May 24, 2013 8:35 AM Daylight Video

49 years ago today, Barry Goldwater shook up the 1964 presidential contest by proposing that the United States use low-yield nuclear weapons in Vietnam. (The reaction led to a Ronald Reagan commercial defending Goldwater’s love of peace). In memory of that magic moment, here’s Randy Newman performing “Political Science” thirty years after that, in Berlin:

May 23, 2013 6:25 PM Day’s End and Night Watch

A day that started off painfully and scandalogically, then suddenly got substantive. But I’m not optimistic for tomorrow, unless nothing’s happening at all.

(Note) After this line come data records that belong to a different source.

use std::future::Future;
use std::path::PathBuf;
use std::sync::Arc;
use std::time::Duration;

use tokio::time::MissedTickBehavior;

mod ai;
mod config;
mod db;
mod error;
mod feed;
mod models;
mod pipeline;
mod services;

use ai::{ClaudeClient, Summarizer};
use config::Config;
use db::Repository;
use error::{AppError, Result};
use feed::FeedFetcher;
use pipeline::{Pipeline, PipelineSettings};
use services::ContentExtractor;

const DEFAULT_LIST_LIMIT: usize = 20;

#[derive(Debug, PartialEq, Eq)]
enum Command {
    Run,
    Watch,
    List(usize),
    ListAll,
    Show(String),
    Stats,
}

#[tokio::main]
async fn main() -> Result<()> {
    // Initialize logging (info and above by default, RUST_LOG overrides)
    tracing_subscriber::fmt()
        .with_env_filter(
            tracing_subscriber::EnvFilter::from_default_env()
                .add_directive(tracing::Level::INFO.into()),
        )
        .with_writer(std::io::stderr)
        .init();

    // Parse command line arguments
    let args: Vec<String> = std::env::args().skip(1).collect();
    let (command, config_path) = parse_args(&args)?;

    // Load configuration
    let config = Config::load(config_path.as_deref())?;

    match command {
        Command::Run => {
            let pipeline = build_pipeline(&config).await?;
            let report = pipeline.run_cycle().await;
            println!("{}", report);
        }
        Command::Watch => {
            let pipeline = build_pipeline(&config).await?;
            let interrupted = async {
                if let Err(e) = tokio::signal::ctrl_c().await {
                    tracing::error!(error = %e, "could not listen for Ctrl-C");
                    std::future::pending::<()>().await;
                }
            };
            watch(&pipeline, config.refresh_interval_minutes, interrupted).await;
        }
        Command::List(limit) => {
            let repository = Repository::new(&config.db_path).await?;
            let articles = repository.list_summarized(limit).await?;
            println!("{}", serde_json::to_string_pretty(&articles)?);
        }
        Command::ListAll => {
            let repository = Repository::new(&config.db_path).await?;
            let articles = repository.list_all().await?;
            println!("{}", serde_json::to_string_pretty(&articles)?);
        }
        Command::Show(link) => {
            let repository = Repository::new(&config.db_path).await?;
            match repository.get(&link).await? {
                Some(article) => println!("{}", serde_json::to_string_pretty(&article)?),
                None => return Err(AppError::NotFound(link)),
            }
        }
        Command::Stats => {
            let repository = Repository::new(&config.db_path).await?;
            let stats = repository.stats().await?;
            println!("{}", serde_json::to_string_pretty(&stats)?);
        }
    }

    Ok(())
}

fn parse_args(args: &[String]) -> Result<(Command, Option<PathBuf>)> {
    let mut command = Command::Run;
    let mut config_path = None;
    let mut iter = args.iter().peekable();

    while let Some(arg) = iter.next() {
        match arg.as_str() {
            "--run" => command = Command::Run,
            "--watch" => command = Command::Watch,
            "--stats" => command = Command::Stats,
            "--all" => command = Command::ListAll,
            "--show" => {
                let link = iter
                    .next()
                    .ok_or_else(|| anyhow::anyhow!("--show requires a link"))?;
                command = Command::Show(link.clone());
            }
            "--list" => {
                let limit = match iter.peek().filter(|next| !next.starts_with("--")) {
                    Some(value) => {
                        let limit = value
                            .parse::<usize>()
                            .map_err(|_| anyhow::anyhow!("invalid --list limit: {}", value))?;
                        iter.next();
                        limit
                    }
                    None => DEFAULT_LIST_LIMIT,
                };
                command = Command::List(limit);
            }
            "--config" => {
                let path = iter
                    .next()
                    .ok_or_else(|| anyhow::anyhow!("--config requires a path"))?;
                config_path = Some(PathBuf::from(path));
            }
            other => return Err(anyhow::anyhow!("unknown argument: {}", other).into()),
        }
    }

    Ok((command, config_path))
}

async fn build_pipeline(config: &Config) -> Result<Pipeline> {
    let repository = Repository::new(&config.db_path).await?;

    let model = Arc::new(ClaudeClient::new(
        config.claude_api_url.clone(),
        config.api_key()?.to_string(),
        config.claude_model.clone(),
        config.summarizer.retry().timeout(),
    )?);
    let summarizer = Arc::new(Summarizer::new(model, &config.summarizer));
    let feed = Arc::new(FeedFetcher::new(config.feed_url.clone(), config.max_candidates)?);
    let extractor = Arc::new(ContentExtractor::new(&config.extractor)?);

    tracing::info!(
        feed = %config.feed_url,
        model = summarizer.model_version(),
        db = %config.db_path,
        "pipeline ready"
    );

    Ok(Pipeline::new(
        repository,
        feed,
        extractor,
        summarizer,
        PipelineSettings::from_config(config),
    ))
}

/// Run a cycle now and then every `interval_minutes` until `shutdown` resolves.
/// A cycle still running at shutdown is dropped; steps it already committed stay stored.
async fn watch(pipeline: &Pipeline, interval_minutes: u32, shutdown: impl Future<Output = ()>) {
    let period = Duration::from_secs(u64::from(interval_minutes.max(1)) * 60);
    let mut ticker = tokio::time::interval(period);
    ticker.set_missed_tick_behavior(MissedTickBehavior::Delay);
    tokio::pin!(shutdown);

    tracing::info!(interval_minutes, "watching feed");
    loop {
        tokio::select! {
            _ = &mut shutdown => {
                tracing::info!("stopping after interrupt");
                break;
            }
            _ = ticker.tick() => {
                tokio::select! {
                    report = pipeline.run_cycle() => println!("{}\n", report),
                    _ = &mut shutdown => {
                        tracing::info!("stopping after interrupt, abandoning the running cycle");
                        break;
                    }
                }
            }
        }
    }
}
mod content_extractor;

use async_trait::async_trait;

use crate::error::Result;

pub use content_extractor::ContentExtractor;

/// Retrieves the main body text of an article page.
#[async_trait]
pub trait ArticleExtractor: Send + Sync {
    async fn extract(&self, link: &str) -> Result<String>;
}
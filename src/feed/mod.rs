mod fetcher;

use async_trait::async_trait;

use crate::error::Result;
use crate::models::Candidate;

pub use fetcher::FeedFetcher;

/// A source of feed candidates, in the order the feed publishes them.
#[async_trait]
pub trait FeedSource: Send + Sync {
    async fn fetch_latest(&self) -> Result<Vec<Candidate>>;
}
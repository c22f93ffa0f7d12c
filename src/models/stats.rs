use chrono::{DateTime, Utc};
use serde::Serialize;

#[derive(Debug, Clone, PartialEq, Eq, Serialize)]
pub struct ArticleStats {
    pub total_articles: u64,
    pub articles_with_summary: u64,
    pub articles_without_summary: u64,
    pub articles_without_content: u64,
    pub last_updated: Option<DateTime<Utc>>,
}
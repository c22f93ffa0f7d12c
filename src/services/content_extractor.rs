use async_trait::async_trait;
use html2text::render::TrivialDecorator;
use reqwest::header::{HeaderMap, HeaderValue, USER_AGENT};
use reqwest::{Client, StatusCode};
use scraper::{Html, Selector};

use crate::config::ExtractorConfig;
use crate::error::{AppError, Result};

use super::ArticleExtractor;

const USER_AGENT_STRING: &str = "Mozilla/5.0 (X11; Linux x86_64; rv:128.0) Gecko/20100101 Firefox/128.0";
const TEXT_WIDTH: usize = 1000;

/// Candidate containers for the article body, most specific first.
const CONTAINERS: [&str; 3] = ["article", "main", "body"];

/// Elements that never carry article text.
const BOILERPLATE: &str = "script, style, noscript, iframe, template, nav, header, footer, aside, form";

pub struct ContentExtractor {
    client: Client,
    min_content_chars: usize,
}

impl ContentExtractor {
    pub fn new(config: &ExtractorConfig) -> Result<Self> {
        let mut headers = HeaderMap::new();
        headers.insert(USER_AGENT, HeaderValue::from_static(USER_AGENT_STRING));

        let client = Client::builder()
            .timeout(config.retry().timeout())
            .default_headers(headers)
            .build()?;

        Ok(Self {
            client,
            min_content_chars: config.min_content_chars,
        })
    }
}

#[async_trait]
impl ArticleExtractor for ContentExtractor {
    async fn extract(&self, link: &str) -> Result<String> {
        let response = self
            .client
            .get(link)
            .send()
            .await
            .map_err(|e| AppError::extraction(link, e.to_string(), true))?;

        let status = response.status();
        if !status.is_success() {
            return Err(AppError::extraction(
                link,
                format!("HTTP {}", status),
                is_transient(status),
            ));
        }

        let html = response
            .text()
            .await
            .map_err(|e| AppError::extraction(link, e.to_string(), true))?;

        let text = extract_main_text(&html).ok_or_else(|| {
            AppError::extraction(link, "could not convert page to text", false)
        })?;

        let chars = text.chars().count();
        if chars < self.min_content_chars {
            return Err(AppError::extraction(
                link,
                format!("extracted content too short ({} chars)", chars),
                false,
            ));
        }

        tracing::debug!(link, chars, "extracted article content");
        Ok(text)
    }
}

fn is_transient(status: StatusCode) -> bool {
    status == StatusCode::TOO_MANY_REQUESTS
        || status == StatusCode::REQUEST_TIMEOUT
        || status.is_server_error()
}

/// Narrow a page to its main body and convert it to plain text.
pub(crate) fn extract_main_text(html: &str) -> Option<String> {
    let mut document = Html::parse_document(html);
    remove_boilerplate(&mut document);
    let fragment = main_content(&document);

    let text = match html2text::from_read_with_decorator(
        fragment.as_bytes(),
        TEXT_WIDTH,
        TrivialDecorator::new(),
    ) {
        Ok(t) => t,
        Err(e) => {
            tracing::debug!("Failed to convert HTML to text: {}", e);
            return None;
        }
    };

    let cleaned: String = text
        .lines()
        .map(|l| l.trim())
        .filter(|l| !l.is_empty())
        .collect::<Vec<_>>()
        .join("\n");

    if cleaned.is_empty() {
        None
    } else {
        Some(cleaned)
    }
}

/// Detach boilerplate elements from the parsed tree.
fn remove_boilerplate(document: &mut Html) {
    let Ok(selector) = Selector::parse(BOILERPLATE) else {
        return;
    };
    let unwanted: Vec<_> = document.select(&selector).map(|el| el.id()).collect();
    for id in unwanted {
        if let Some(mut node) = document.tree.get_mut(id) {
            node.detach();
        }
    }
}

/// HTML of the first `<article>`, else `<main>`, else `<body>`, else the whole page.
fn main_content(document: &Html) -> String {
    let root = document.root_element();
    CONTAINERS
        .iter()
        .filter_map(|tag| Selector::parse(tag).ok())
        .find_map(|selector| root.select(&selector).next().map(|el| el.html()))
        .unwrap_or_else(|| document.html())
}
pub const SCHEMA: &str = r#"
-- articles table
CREATE TABLE IF NOT EXISTS articles (
    id INTEGER PRIMARY KEY AUTOINCREMENT,
    link TEXT NOT NULL UNIQUE,
    title TEXT NOT NULL,
    author TEXT,
    publish_date TEXT,
    content TEXT,
    summary TEXT,
    enrichment_attempts INTEGER NOT NULL DEFAULT 0,
    last_error TEXT,
    created_at TEXT NOT NULL,
    updated_at TEXT NOT NULL
);

CREATE INDEX IF NOT EXISTS idx_articles_created_at ON articles(created_at);
CREATE INDEX IF NOT EXISTS idx_articles_summary_missing ON articles(created_at) WHERE summary IS NULL;
"#;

Here are some final items of the day:

* Sri Srinivasan confirmed for seat on the crucial D.C. Court of Appeals by unanimous Senate vote after long delay (he was originally nominated nearly a year ago for a position that’s been open since 2008). Some will view this action as an early victory for Harry Reid’s threat to “go nuclear” if necessary to stop filibusters of executive and judicial nominees in July.

* John McCain tears Mike Lee a new one on Senate floor over obstruction of budget conference committee appointments. I doubt it will make any difference at all.

* Even the lame ducks can’t control themselves: Saxby Chambliss assaults Obama speech as one that will “be viewed by terrorists as a victory.”

* Big drop in Japan’s Nikkei stock market could have been partially caused by Ben Bernanke’s speech to Congress yesterday.

* At Ten Miles Square, Raymond Smith cites Canadian Conservative Party’s sudden switch on marriage equality as potential template for GOP.

* At College Guide, Richard Vedder discusses embarrassing data on how long it’s taking students to complete bachelor’s degrees.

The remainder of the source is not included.